Records excerpted from a collection:

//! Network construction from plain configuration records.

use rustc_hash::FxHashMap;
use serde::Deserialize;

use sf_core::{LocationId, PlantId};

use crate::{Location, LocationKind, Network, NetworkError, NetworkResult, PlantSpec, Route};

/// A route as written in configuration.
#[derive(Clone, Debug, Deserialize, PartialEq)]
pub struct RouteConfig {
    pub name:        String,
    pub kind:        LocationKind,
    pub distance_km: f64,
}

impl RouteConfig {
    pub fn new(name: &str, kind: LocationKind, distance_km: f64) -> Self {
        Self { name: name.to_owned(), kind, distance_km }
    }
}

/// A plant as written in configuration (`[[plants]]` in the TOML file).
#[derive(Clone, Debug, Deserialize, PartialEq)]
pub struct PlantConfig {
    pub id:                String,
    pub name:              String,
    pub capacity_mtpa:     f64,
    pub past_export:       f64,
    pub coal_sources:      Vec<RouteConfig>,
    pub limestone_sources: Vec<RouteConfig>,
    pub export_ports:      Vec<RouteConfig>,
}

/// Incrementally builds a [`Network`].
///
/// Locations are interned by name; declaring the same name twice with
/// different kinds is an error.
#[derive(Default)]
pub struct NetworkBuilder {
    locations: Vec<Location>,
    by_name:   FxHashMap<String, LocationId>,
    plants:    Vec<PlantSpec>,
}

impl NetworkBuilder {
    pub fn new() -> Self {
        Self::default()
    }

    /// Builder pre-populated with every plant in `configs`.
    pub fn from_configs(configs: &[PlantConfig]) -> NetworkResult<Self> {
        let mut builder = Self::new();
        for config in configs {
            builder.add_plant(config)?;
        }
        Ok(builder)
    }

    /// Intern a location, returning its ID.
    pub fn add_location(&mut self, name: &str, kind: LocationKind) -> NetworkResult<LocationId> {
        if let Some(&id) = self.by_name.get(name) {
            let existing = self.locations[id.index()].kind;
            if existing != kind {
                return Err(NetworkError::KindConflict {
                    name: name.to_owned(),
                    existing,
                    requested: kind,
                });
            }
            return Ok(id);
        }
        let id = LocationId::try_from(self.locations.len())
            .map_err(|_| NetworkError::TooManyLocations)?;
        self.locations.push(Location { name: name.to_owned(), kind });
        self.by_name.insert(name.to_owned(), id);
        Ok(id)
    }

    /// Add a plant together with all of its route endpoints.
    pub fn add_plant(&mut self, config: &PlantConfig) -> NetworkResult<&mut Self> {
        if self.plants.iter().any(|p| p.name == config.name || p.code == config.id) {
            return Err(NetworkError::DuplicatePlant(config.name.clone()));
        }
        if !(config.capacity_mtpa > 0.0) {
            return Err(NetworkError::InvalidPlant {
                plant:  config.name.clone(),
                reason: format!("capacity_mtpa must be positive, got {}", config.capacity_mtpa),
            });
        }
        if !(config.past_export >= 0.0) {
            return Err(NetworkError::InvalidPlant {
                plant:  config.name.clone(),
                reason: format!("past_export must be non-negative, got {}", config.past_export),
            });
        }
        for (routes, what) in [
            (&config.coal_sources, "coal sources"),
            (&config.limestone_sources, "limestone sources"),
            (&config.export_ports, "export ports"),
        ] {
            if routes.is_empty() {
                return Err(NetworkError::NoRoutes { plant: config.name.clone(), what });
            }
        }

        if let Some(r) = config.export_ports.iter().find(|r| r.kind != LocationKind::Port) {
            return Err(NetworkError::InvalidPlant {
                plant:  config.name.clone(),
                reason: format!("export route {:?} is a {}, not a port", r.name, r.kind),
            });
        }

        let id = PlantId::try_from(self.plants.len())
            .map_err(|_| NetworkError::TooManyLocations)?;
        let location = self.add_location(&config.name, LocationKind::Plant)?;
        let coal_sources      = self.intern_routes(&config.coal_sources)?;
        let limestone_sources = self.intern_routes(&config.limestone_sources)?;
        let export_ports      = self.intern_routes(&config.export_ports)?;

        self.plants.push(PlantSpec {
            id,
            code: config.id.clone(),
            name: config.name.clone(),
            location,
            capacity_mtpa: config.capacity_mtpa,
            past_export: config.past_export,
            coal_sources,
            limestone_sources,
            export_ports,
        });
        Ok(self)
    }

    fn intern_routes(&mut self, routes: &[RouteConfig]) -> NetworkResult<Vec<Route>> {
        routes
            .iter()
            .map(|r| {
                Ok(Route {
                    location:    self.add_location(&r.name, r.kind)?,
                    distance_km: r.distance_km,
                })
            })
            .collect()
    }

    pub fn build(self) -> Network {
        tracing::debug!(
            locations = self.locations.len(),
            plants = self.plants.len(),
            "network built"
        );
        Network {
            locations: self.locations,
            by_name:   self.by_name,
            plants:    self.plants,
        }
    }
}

* * *

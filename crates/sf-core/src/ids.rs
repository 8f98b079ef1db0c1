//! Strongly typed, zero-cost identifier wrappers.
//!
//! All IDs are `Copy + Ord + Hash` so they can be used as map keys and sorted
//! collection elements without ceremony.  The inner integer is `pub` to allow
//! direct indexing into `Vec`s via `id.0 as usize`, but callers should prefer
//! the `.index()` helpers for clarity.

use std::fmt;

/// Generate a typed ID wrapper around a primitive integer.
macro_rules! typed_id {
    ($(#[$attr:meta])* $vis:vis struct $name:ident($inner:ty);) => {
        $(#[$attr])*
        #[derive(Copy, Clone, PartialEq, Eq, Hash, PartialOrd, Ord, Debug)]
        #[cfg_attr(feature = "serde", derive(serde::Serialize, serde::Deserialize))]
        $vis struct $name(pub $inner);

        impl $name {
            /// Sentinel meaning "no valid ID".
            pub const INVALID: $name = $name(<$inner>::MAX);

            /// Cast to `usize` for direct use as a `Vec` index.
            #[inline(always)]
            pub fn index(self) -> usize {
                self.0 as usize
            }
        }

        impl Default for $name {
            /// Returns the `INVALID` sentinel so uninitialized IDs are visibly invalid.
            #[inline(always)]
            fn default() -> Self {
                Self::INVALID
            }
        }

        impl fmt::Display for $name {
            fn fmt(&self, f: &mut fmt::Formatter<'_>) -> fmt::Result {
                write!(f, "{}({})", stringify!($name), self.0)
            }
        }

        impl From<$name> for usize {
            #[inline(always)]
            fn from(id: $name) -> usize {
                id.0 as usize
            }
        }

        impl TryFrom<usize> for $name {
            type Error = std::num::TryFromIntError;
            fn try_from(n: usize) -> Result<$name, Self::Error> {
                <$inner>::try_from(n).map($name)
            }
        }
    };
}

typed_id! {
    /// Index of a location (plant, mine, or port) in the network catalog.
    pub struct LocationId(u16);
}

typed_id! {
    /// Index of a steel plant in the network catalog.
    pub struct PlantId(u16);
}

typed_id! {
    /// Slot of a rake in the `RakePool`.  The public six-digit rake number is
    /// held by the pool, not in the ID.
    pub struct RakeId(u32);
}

Problem details:
Read through the entries and copy every line that includes "push".

Output of the exercise:
        self.locations.push(Location { name: name.to_owned(), kind });
        self.plants.push(PlantSpec {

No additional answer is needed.